Step 1: What Are Mandelbrot and Julia Sets?
The Mandelbrot set is named after Benoit Mandelbrot (1924-2010), a French and American mathematician who did pionnering work in fractal geometry, initiated at the end of the 19th century by, among others, Peano, Sierpinski and Julia.
What are fractal objects?
The irregularities of nature, which may seem chaotic, such as the line of the sea coast, the shape of clouds, a tree, are in fact the expression of a very complex geometry on changing scale. In this context, the notion of fractional dimension replaces that of the usual Euclidean dimension (which is always an integer)!
A fractal object is such that any portion of it is identical to the whole (this is called self-similarity): its structure is invariant by scale change.
The term "fractal" is a neologism created by Benoît Mandelbrot in 1974 from the Latin root fractus, which means "broken", "irregular". It's both a noun and an adjective. Many natural phenomena - such as the outline of the coastlines or the appearance of Romanesco cabbage (see picture) - have approximate fractal shapes.
Benoît Mandelbrot's had an somewhat atypical career: after teaching at the University of Lille (France), he took a position at IBM where he quickly became an IBM Fellow, which gave him a great freedom for his scientific studies. In the early 1980s, after he left IBM, he became a professor at Harvard, but settled permanently at Yale.
His work in the 1960s and early 1970s led him to publish a famous article entitled "Fractal Objects" in which he showed that these objects, considered by a large part of the mathematical community as mere curiosities, were found everywhere in nature. He gave a lot of examples in a wide variety of fields such as physics, hydrology, finance, meteorology, geography, geology, metallurgy....
What is the Mandelbrot set?
To begin, let's say that it's a nice drawing generated by a program. And this program is quite simple.
There exist many computer-generated drawings and many computer software to generate them. So what's so special about this one? First, the Mandelbrot set is a subset of the plan, a collection of points. It contains areas but also smooth curves, filaments, points from which multiple branches emanate, and other things. Second: it's really fascinating and has a very interesting history.

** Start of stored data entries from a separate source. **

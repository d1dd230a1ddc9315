//! JSON-loadable rebalancer configuration.

use serde::{Deserialize, Serialize};
use std::path::Path;

use crate::goals::{
    DiskCapacityGoal, DiskDistributionGoal, Goal, LeaderDistributionGoal, PreferredLeaderElectionGoal,
    RackAwareGoal, ReplicaDistributionGoal,
};
use crate::optimizer::{Optimizer, OptimizerBuilder};
use crate::options::OptimizationOptions;
use crate::{Rebalancer, RebalancerError};

fn default_threshold() -> f64 {
    0.8
}

fn default_variance() -> f64 {
    0.1
}

/// One goal and its thresholds
#[derive(Debug, Clone, PartialEq, Serialize, Deserialize)]
#[serde(tag = "goal", rename_all = "snake_case")]
pub enum GoalConfig {
    RackAware,
    DiskCapacity {
        #[serde(default = "default_threshold")]
        threshold: f64,
    },
    ReplicaDistribution {
        #[serde(default = "default_variance")]
        allowed_variance: f64,
    },
    DiskDistribution {
        #[serde(default = "default_variance")]
        balance_percentage: f64,
    },
    LeaderDistribution {
        #[serde(default = "default_variance")]
        allowed_variance: f64,
    },
    PreferredLeaderElection,
}

impl GoalConfig {
    pub fn build(&self) -> Box<dyn Goal> {
        match self {
            GoalConfig::RackAware => Box::new(RackAwareGoal::new()),
            GoalConfig::DiskCapacity { threshold } => Box::new(DiskCapacityGoal::new(*threshold)),
            GoalConfig::ReplicaDistribution { allowed_variance } => {
                Box::new(ReplicaDistributionGoal::new(*allowed_variance))
            }
            GoalConfig::DiskDistribution { balance_percentage } => {
                Box::new(DiskDistributionGoal::new(*balance_percentage))
            }
            GoalConfig::LeaderDistribution { allowed_variance } => {
                Box::new(LeaderDistributionGoal::new(*allowed_variance))
            }
            GoalConfig::PreferredLeaderElection => Box::new(PreferredLeaderElectionGoal::new()),
        }
    }

    fn validate(&self) -> Result<(), RebalancerError> {
        let (name, value) = match self {
            GoalConfig::DiskCapacity { threshold } => ("threshold", *threshold),
            GoalConfig::ReplicaDistribution { allowed_variance }
            | GoalConfig::LeaderDistribution { allowed_variance } => ("allowed_variance", *allowed_variance),
            GoalConfig::DiskDistribution { balance_percentage } => ("balance_percentage", *balance_percentage),
            GoalConfig::RackAware | GoalConfig::PreferredLeaderElection => return Ok(()),
        };
        if !(0.0..=1.0).contains(&value) {
            return Err(RebalancerError::Config(format!(
                "{} must be within 0.0..=1.0, got {}",
                name, value
            )));
        }
        Ok(())
    }
}

/// Goals to run plus the options for every run
#[derive(Debug, Clone, PartialEq, Serialize, Deserialize)]
#[serde(default)]
pub struct RebalanceConfig {
    pub goals: Vec<GoalConfig>,
    pub options: OptimizationOptions,
    /// Fail a run when a hard goal stays violated
    pub strict_hard_goals: bool,
}

impl Default for RebalanceConfig {
    fn default() -> Self {
        Self {
            goals: vec![
                GoalConfig::RackAware,
                GoalConfig::DiskCapacity {
                    threshold: default_threshold(),
                },
                GoalConfig::ReplicaDistribution {
                    allowed_variance: default_variance(),
                },
                GoalConfig::DiskDistribution {
                    balance_percentage: default_variance(),
                },
                GoalConfig::LeaderDistribution {
                    allowed_variance: default_variance(),
                },
                GoalConfig::PreferredLeaderElection,
            ],
            options: OptimizationOptions::default(),
            strict_hard_goals: false,
        }
    }
}

impl RebalanceConfig {
    pub fn from_json_str(json: &str) -> Result<Self, RebalancerError> {
        let config: Self = serde_json::from_str(json)?;
        config.validate()?;
        Ok(config)
    }

    pub fn from_file(path: impl AsRef<Path>) -> Result<Self, RebalancerError> {
        let raw = std::fs::read_to_string(path)?;
        Self::from_json_str(&raw)
    }

    pub fn validate(&self) -> Result<(), RebalancerError> {
        if self.goals.is_empty() {
            return Err(RebalancerError::Config("at least one goal is required".to_string()));
        }
        for goal in &self.goals {
            goal.validate()?;
        }
        if self.options.max_actions_per_plan == 0 {
            tracing::warn!("max_actions_per_plan is 0, plans will be empty");
        }
        Ok(())
    }

    pub fn build_goals(&self) -> Vec<Box<dyn Goal>> {
        self.goals.iter().map(GoalConfig::build).collect()
    }

    pub fn build_optimizer(&self) -> Optimizer {
        OptimizerBuilder::new()
            .add_goals(self.build_goals())
            .with_strict_hard_goals(self.strict_hard_goals)
            .build()
    }

    pub fn build_rebalancer(&self) -> Rebalancer {
        Rebalancer::from_optimizer(self.build_optimizer())
    }
}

At the beginning of the 20th century, French mathematicians Pierre Fatou and Gaston Julia developed a sub-domain of maths called holomorphic dynamics. They were interested in particular functions, acting on numbers, using some of the simplest formulas available. The numbers in question are complex numbers, quantities represented by two coordinates (just like the points of a plane) called real and imaginary parts. They were invented in the 16th century by mathematicians to help find the roots of polynomials and the solution of equations but have found wide and deep applications in mathematics and physical sciences. We can add 2 complex numbers, multiply or divide them, and do many other things.
Fatou and Julia studied the properties of certain dynamic systems where a complex number varies according to a simple rule repeated over and over again: no need for complicated maths here (so, you can forget the first image...). They revealed the richness of these systems, defined the sets now called Julia's sets, and studied their self-similarity, therefore fractal aspect... but the word did not exist at that time because it was only invented much later, by... Benoît Mandelbrot!

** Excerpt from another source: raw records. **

use crate::acceptance::ActionAcceptance;
use crate::actions::{ActionType, BalancingAction};
use crate::models::{BrokerId, ClusterModel, Replica};
use crate::options::OptimizationOptions;
use crate::RebalancerError;
use super::log_dir_goal::{maybe_apply_balancing_action, optimize_log_dir_goal, LogDirGoal};
use super::{Goal, GoalPriority, GoalViolation, OptimizedGoals, ViolationSeverity};

/// Preferred leader election - move leaders to first replica
#[derive(Debug, Default)]
pub struct PreferredLeaderElectionGoal;

impl PreferredLeaderElectionGoal {
    pub fn new() -> Self {
        Self
    }
}

fn leads_from_preferred(cluster: &ClusterModel, action: &BalancingAction) -> bool {
    cluster.preferred_leader(action.topic_partition()) == Some(action.source_broker())
}

impl Goal for PreferredLeaderElectionGoal {
    fn name(&self) -> &str {
        "PreferredLeaderElectionGoal"
    }

    fn priority(&self) -> GoalPriority {
        GoalPriority::Low
    }

    fn optimize(
        &mut self,
        cluster: &mut ClusterModel,
        optimized_goals: &OptimizedGoals<'_>,
        options: &OptimizationOptions,
    ) -> Result<(), RebalancerError> {
        optimize_log_dir_goal(self, cluster, optimized_goals, options)
    }

    fn action_acceptance(&self, action: &BalancingAction, cluster: &ClusterModel) -> ActionAcceptance {
        match action.action_type() {
            ActionType::LeadershipMovement if leads_from_preferred(cluster, action) => ActionAcceptance::Reject,
            _ => ActionAcceptance::Accept,
        }
    }

    fn check(&self, cluster: &ClusterModel) -> Vec<GoalViolation> {
        let mut violations = Vec::new();

        for tp in cluster.partitions() {
            let (Some(preferred), Some(leader)) = (cluster.preferred_leader(tp), cluster.leader_of(tp)) else {
                continue;
            };
            if leader.broker_id != preferred {
                violations.push(GoalViolation {
                    goal_name: self.name().to_string(),
                    severity: ViolationSeverity::Low,
                    description: format!(
                        "Partition {} leader is on broker {} instead of preferred broker {}",
                        tp, leader.broker_id, preferred
                    ),
                    affected_brokers: vec![leader.broker_id, preferred],
                });
            }
        }

        violations
    }
}

impl LogDirGoal for PreferredLeaderElectionGoal {
    fn init_goal_state(&mut self, _cluster: &ClusterModel, _options: &OptimizationOptions) {}

    fn rebalance_for_broker(
        &mut self,
        broker_id: BrokerId,
        cluster: &mut ClusterModel,
        optimized_goals: &OptimizedGoals<'_>,
        options: &OptimizationOptions,
    ) -> Result<(), RebalancerError> {
        let misplaced: Vec<Replica> = cluster
            .broker(broker_id)
            .map(|b| {
                b.leader_replicas()
                    .filter(|r| options.can_rebalance_topic(&r.topic_partition.topic))
                    .filter(|r| cluster.preferred_leader(&r.topic_partition) != Some(broker_id))
                    .cloned()
                    .collect()
            })
            .unwrap_or_default();

        for leader in misplaced {
            let Some(preferred) = cluster
                .preferred_leader(&leader.topic_partition)
                .and_then(|id| cluster.replica(&leader.topic_partition, id))
                .map(|r| r.log_dir_id())
            else {
                continue;
            };

            if maybe_apply_balancing_action(
                &*self,
                cluster,
                &leader,
                &[preferred],
                ActionType::LeadershipMovement,
                optimized_goals,
                options,
            )?
            .is_none()
            {
                tracing::debug!(partition = %leader.topic_partition, "preferred leader not elected");
            }
        }
        Ok(())
    }

    fn self_satisfied(&self, cluster: &ClusterModel, action: &BalancingAction) -> bool {
        match action.action_type() {
            ActionType::LeadershipMovement => {
                cluster.preferred_leader(action.topic_partition()) == Some(action.destination_broker())
            }
            ActionType::ReplicaMovement => true,
        }
    }
}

After the founders' work, this domain fell into oblivion. When the computers arrived, they helped to explore a lot of mathematical phenomena requiring intensive computing, including the domain opened by Julia and Fatou.

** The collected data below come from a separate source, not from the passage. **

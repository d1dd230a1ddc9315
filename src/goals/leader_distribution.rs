use std::collections::BTreeSet;
use crate::acceptance::ActionAcceptance;
use crate::actions::{ActionType, BalancingAction};
use crate::models::{BrokerId, ClusterModel, LogDirId, Replica};
use crate::options::OptimizationOptions;
use crate::RebalancerError;
use super::log_dir_goal::{maybe_apply_balancing_action, optimize_log_dir_goal, LogDirGoal};
use super::{all_brokers, brokers_in_scope};
use super::{CountBand, Goal, GoalPriority, GoalViolation, OptimizedGoals, ViolationSeverity};

/// Attempts to distribute leader replicas evenly
#[derive(Debug)]
pub struct LeaderDistributionGoal {
    pub allowed_variance: f64,
    state: Option<DistributionState>,
}

#[derive(Debug)]
struct DistributionState {
    band: CountBand,
    brokers: BTreeSet<BrokerId>,
}

fn leader_count(cluster: &ClusterModel, broker_id: BrokerId) -> usize {
    cluster.broker(broker_id).map(|b| b.leader_count()).unwrap_or(0)
}

fn band_for(cluster: &ClusterModel, brokers: &BTreeSet<BrokerId>, allowed_variance: f64) -> CountBand {
    let total: usize = brokers.iter().map(|id| leader_count(cluster, *id)).sum();
    CountBand::around_average(total, brokers.len(), allowed_variance)
}

/// Whether the action takes leadership away from its source broker
fn moves_leadership(cluster: &ClusterModel, action: &BalancingAction) -> bool {
    match action.action_type() {
        ActionType::LeadershipMovement => true,
        ActionType::ReplicaMovement => cluster
            .replica(action.topic_partition(), action.source_broker())
            .map(|r| r.is_leader)
            .unwrap_or(false),
    }
}

impl LeaderDistributionGoal {
    pub fn new(allowed_variance: f64) -> Self {
        Self {
            allowed_variance,
            state: None,
        }
    }

    fn keeps_band(&self, cluster: &ClusterModel, action: &BalancingAction) -> bool {
        let Some(state) = &self.state else {
            return true;
        };
        if !moves_leadership(cluster, action) {
            return true;
        }
        let source = action.source_broker();
        let destination = action.destination_broker();

        let destination_ok = !state.brokers.contains(&destination)
            || leader_count(cluster, destination) + 1 <= state.band.upper;
        let source_ok = !state.brokers.contains(&source)
            || leader_count(cluster, source).saturating_sub(1) >= state.band.lower;
        destination_ok && source_ok
    }

    /// Same test against the band `check` judges, over every broker
    fn keeps_cluster_band(&self, cluster: &ClusterModel, action: &BalancingAction) -> bool {
        if !moves_leadership(cluster, action) {
            return true;
        }
        let band = band_for(cluster, &all_brokers(cluster), self.allowed_variance);
        band.admits_move(
            leader_count(cluster, action.source_broker()),
            leader_count(cluster, action.destination_broker()),
        )
    }

    /// Hand leadership of this broker's partitions to followers elsewhere
    fn shed_leadership(
        &self,
        broker_id: BrokerId,
        band: CountBand,
        brokers: &BTreeSet<BrokerId>,
        cluster: &mut ClusterModel,
        optimized_goals: &OptimizedGoals<'_>,
        options: &OptimizationOptions,
    ) -> Result<(), RebalancerError> {
        let leaders: Vec<Replica> = cluster
            .broker(broker_id)
            .map(|b| {
                b.leader_replicas()
                    .filter(|r| options.can_rebalance_topic(&r.topic_partition.topic))
                    .cloned()
                    .collect()
            })
            .unwrap_or_default();

        for leader in leaders {
            if leader_count(cluster, broker_id) <= band.upper {
                break;
            }

            let mut candidates: Vec<LogDirId> = cluster
                .replicas_of(&leader.topic_partition)
                .into_iter()
                .filter(|r| !r.is_leader && brokers.contains(&r.broker_id))
                .filter(|r| leader_count(cluster, r.broker_id) < band.upper)
                .map(|r| r.log_dir_id())
                .collect();
            candidates.sort_by(|a, b| {
                leader_count(cluster, a.broker_id)
                    .cmp(&leader_count(cluster, b.broker_id))
                    .then(a.cmp(b))
            });

            maybe_apply_balancing_action(
                self,
                cluster,
                &leader,
                &candidates,
                ActionType::LeadershipMovement,
                optimized_goals,
                options,
            )?;
        }
        Ok(())
    }

    /// Take leadership of partitions this broker follows from busier leaders
    fn gain_leadership(
        &self,
        broker_id: BrokerId,
        band: CountBand,
        brokers: &BTreeSet<BrokerId>,
        cluster: &mut ClusterModel,
        optimized_goals: &OptimizedGoals<'_>,
        options: &OptimizationOptions,
    ) -> Result<(), RebalancerError> {
        let followers: Vec<Replica> = cluster
            .broker(broker_id)
            .map(|b| {
                b.replicas()
                    .filter(|r| !r.is_leader && options.can_rebalance_topic(&r.topic_partition.topic))
                    .cloned()
                    .collect()
            })
            .unwrap_or_default();

        for follower in followers {
            if leader_count(cluster, broker_id) >= band.lower {
                break;
            }
            let Some(leader) = cluster.leader_of(&follower.topic_partition).cloned() else {
                continue;
            };
            if !brokers.contains(&leader.broker_id) || leader_count(cluster, leader.broker_id) <= band.lower {
                continue;
            }

            maybe_apply_balancing_action(
                self,
                cluster,
                &leader,
                &[follower.log_dir_id()],
                ActionType::LeadershipMovement,
                optimized_goals,
                options,
            )?;
        }
        Ok(())
    }
}

impl Default for LeaderDistributionGoal {
    fn default() -> Self {
        Self::new(0.1)
    }
}

impl Goal for LeaderDistributionGoal {
    fn name(&self) -> &str {
        "LeaderDistributionGoal"
    }

    fn priority(&self) -> GoalPriority {
        GoalPriority::Medium
    }

    fn optimize(
        &mut self,
        cluster: &mut ClusterModel,
        optimized_goals: &OptimizedGoals<'_>,
        options: &OptimizationOptions,
    ) -> Result<(), RebalancerError> {
        optimize_log_dir_goal(self, cluster, optimized_goals, options)
    }

    fn action_acceptance(&self, action: &BalancingAction, cluster: &ClusterModel) -> ActionAcceptance {
        if self.keeps_band(cluster, action) && self.keeps_cluster_band(cluster, action) {
            ActionAcceptance::Accept
        } else {
            ActionAcceptance::Reject
        }
    }

    fn check(&self, cluster: &ClusterModel) -> Vec<GoalViolation> {
        let mut violations = Vec::new();

        let brokers = all_brokers(cluster);
        if brokers.is_empty() {
            return violations;
        }
        let band = band_for(cluster, &brokers, self.allowed_variance);

        for broker_id in brokers {
            let count = leader_count(cluster, broker_id);
            if !band.contains(count) {
                violations.push(GoalViolation {
                    goal_name: self.name().to_string(),
                    severity: ViolationSeverity::Medium,
                    description: format!(
                        "Broker {} leads {} partitions (allowed range: {}-{})",
                        broker_id, count, band.lower, band.upper
                    ),
                    affected_brokers: vec![broker_id],
                });
            }
        }

        violations
    }
}

impl LogDirGoal for LeaderDistributionGoal {
    fn init_goal_state(&mut self, cluster: &ClusterModel, options: &OptimizationOptions) {
        let brokers = brokers_in_scope(cluster, options);
        let band = band_for(cluster, &brokers, self.allowed_variance);
        tracing::debug!(goal = self.name(), lower = band.lower, upper = band.upper, "leader count band");
        self.state = Some(DistributionState { band, brokers });
    }

    fn rebalance_for_broker(
        &mut self,
        broker_id: BrokerId,
        cluster: &mut ClusterModel,
        optimized_goals: &OptimizedGoals<'_>,
        options: &OptimizationOptions,
    ) -> Result<(), RebalancerError> {
        let Some(state) = &self.state else {
            return Ok(());
        };
        let band = state.band;
        let brokers = state.brokers.clone();

        let count = leader_count(cluster, broker_id);
        if count > band.upper {
            self.shed_leadership(broker_id, band, &brokers, cluster, optimized_goals, options)?;
        } else if count < band.lower {
            self.gain_leadership(broker_id, band, &brokers, cluster, optimized_goals, options)?;
        }
        Ok(())
    }

    fn self_satisfied(&self, cluster: &ClusterModel, action: &BalancingAction) -> bool {
        self.keeps_band(cluster, action)
    }
}

#[cfg(test)]
mod tests {
    use super::*;
    use crate::models::TopicPartition;
    use crate::snapshot::ClusterSnapshot;

    /// Broker 1 leads everything; even partitions follow on 2, odd on 3
    fn snapshot() -> ClusterSnapshot {
        let mut snapshot = ClusterSnapshot::new()
            .with_broker(1, None, &[("/d1", 10_000)])
            .with_broker(2, None, &[("/d1", 10_000)])
            .with_broker(3, None, &[("/d1", 10_000)]);
        for p in 0..6 {
            let follower = if p % 2 == 0 { 2 } else { 3 };
            snapshot = snapshot.with_partition("T", p, &[(1, "/d1", 10), (follower, "/d1", 10)], 1);
        }
        snapshot
    }

    #[test]
    fn test_check_counts_leaders() {
        let model = ClusterModel::from_snapshot(&snapshot()).unwrap();
        let violations = LeaderDistributionGoal::new(0.1).check(&model);

        // avg 2, band 1..=3
        let brokers: Vec<BrokerId> = violations.iter().flat_map(|v| v.affected_brokers.clone()).collect();
        assert_eq!(brokers, vec![1, 2, 3]);
    }

    #[test]
    fn test_optimize_moves_only_leadership() {
        let mut model = ClusterModel::from_snapshot(&snapshot()).unwrap();
        let mut goal = LeaderDistributionGoal::new(0.1);

        goal.optimize(&mut model, &OptimizedGoals::empty(), &OptimizationOptions::default())
            .unwrap();

        assert!(goal.is_satisfied(&model), "{:?}", goal.check(&model));
        assert!(model
            .committed_actions()
            .iter()
            .all(|c| c.action.action_type() == ActionType::LeadershipMovement));
        assert!(model.balance_action_history().is_empty());
        assert_eq!(model.leader_of(&TopicPartition::new("T", 0)).unwrap().broker_id, 2);
        assert_eq!(model.leader_of(&TopicPartition::new("T", 1)).unwrap().broker_id, 3);
    }

    #[test]
    fn test_acceptance_tracks_leader_replica_moves() {
        let mut model = ClusterModel::from_snapshot(&snapshot()).unwrap();
        let mut goal = LeaderDistributionGoal::new(0.0);
        goal.optimize(&mut model, &OptimizedGoals::empty(), &OptimizationOptions::default())
            .unwrap();
        assert!(goal.is_satisfied(&model), "{:?}", goal.check(&model));

        // Every broker now leads two partitions and the band is 2..=2
        let leader = model.leader_of(&TopicPartition::new("T", 0)).unwrap().clone();
        let moving_leader = BalancingAction::new(
            leader.topic_partition.clone(),
            leader.broker_id,
            leader.log_dir.clone(),
            3,
            "/d1",
            ActionType::ReplicaMovement,
        );
        assert_eq!(goal.action_acceptance(&moving_leader, &model), ActionAcceptance::Reject);

        let follower = model
            .replicas_of(&TopicPartition::new("T", 0))
            .into_iter()
            .find(|r| !r.is_leader)
            .unwrap()
            .clone();
        let moving_follower = BalancingAction::new(
            follower.topic_partition.clone(),
            follower.broker_id,
            follower.log_dir.clone(),
            3,
            "/d1",
            ActionType::ReplicaMovement,
        );
        assert_eq!(goal.action_acceptance(&moving_follower, &model), ActionAcceptance::Accept);
    }

    #[test]
    fn test_acceptance_guards_brokers_outside_the_scope() {
        // Brokers 1, 2 and 3 lead 3, 5 and 4 partitions: band 3..=5 everywhere
        let mut snapshot = ClusterSnapshot::new()
            .with_broker(1, None, &[("/d1", 10_000)])
            .with_broker(2, None, &[("/d1", 10_000)])
            .with_broker(3, None, &[("/d1", 10_000)]);
        for p in 0..12u32 {
            let (leader, follower) = match p {
                0..=2 => (1, 3),
                3..=7 => (2, 1),
                _ => (3, 2),
            };
            snapshot = snapshot.with_partition("T", p, &[(leader, "/d1", 10), (follower, "/d1", 10)], leader);
        }
        let mut model = ClusterModel::from_snapshot(&snapshot).unwrap();
        let mut goal = LeaderDistributionGoal::new(0.1);
        goal.optimize(&mut model, &OptimizedGoals::empty(), &OptimizationOptions::for_brokers([3]))
            .unwrap();
        assert!(model.committed_actions().is_empty());
        assert!(goal.is_satisfied(&model));

        // Broker 2 is outside the pass but already leads the most it may
        let onto_busy =
            BalancingAction::new(TopicPartition::new("T", 8), 3, "/d1", 2, "/d1", ActionType::LeadershipMovement);
        assert_eq!(goal.action_acceptance(&onto_busy, &model), ActionAcceptance::Reject);

        let between_outsiders =
            BalancingAction::new(TopicPartition::new("T", 3), 2, "/d1", 1, "/d1", ActionType::LeadershipMovement);
        assert_eq!(goal.action_acceptance(&between_outsiders, &model), ActionAcceptance::Accept);
    }
}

Thus, when Benoît Mandelbrot decided to use IBM computers in the 1980s to represent a certain mathematical set related to holomorphic dynamics, he obtained a very attractive and very intriguing drawing (first picture of the previous section).
What does the Mandelbrot set represent? Basically, there is an underlying dynamic system associated to each point of the image. The coordinates of the point act as an adjustable parameter. Different points correspond to different sets of Julia and depending on their behavior, we can decide to color the point in a particular way. The Mandelbrot set is the set of parameters for which the system has a certain property.
How to compute Mandelbrot and Julia sets?
We need to go into a little more detail on how to calculate these sets. Mandelbrot and Julia sets are calculated by the repeated iteration of a simple formula, in our case z^n+c. z is a complex number that represents the coordinates of a point on the display. n is an integer exponent, so z^n is equal to z multiplied by itself n times, and c is a constant.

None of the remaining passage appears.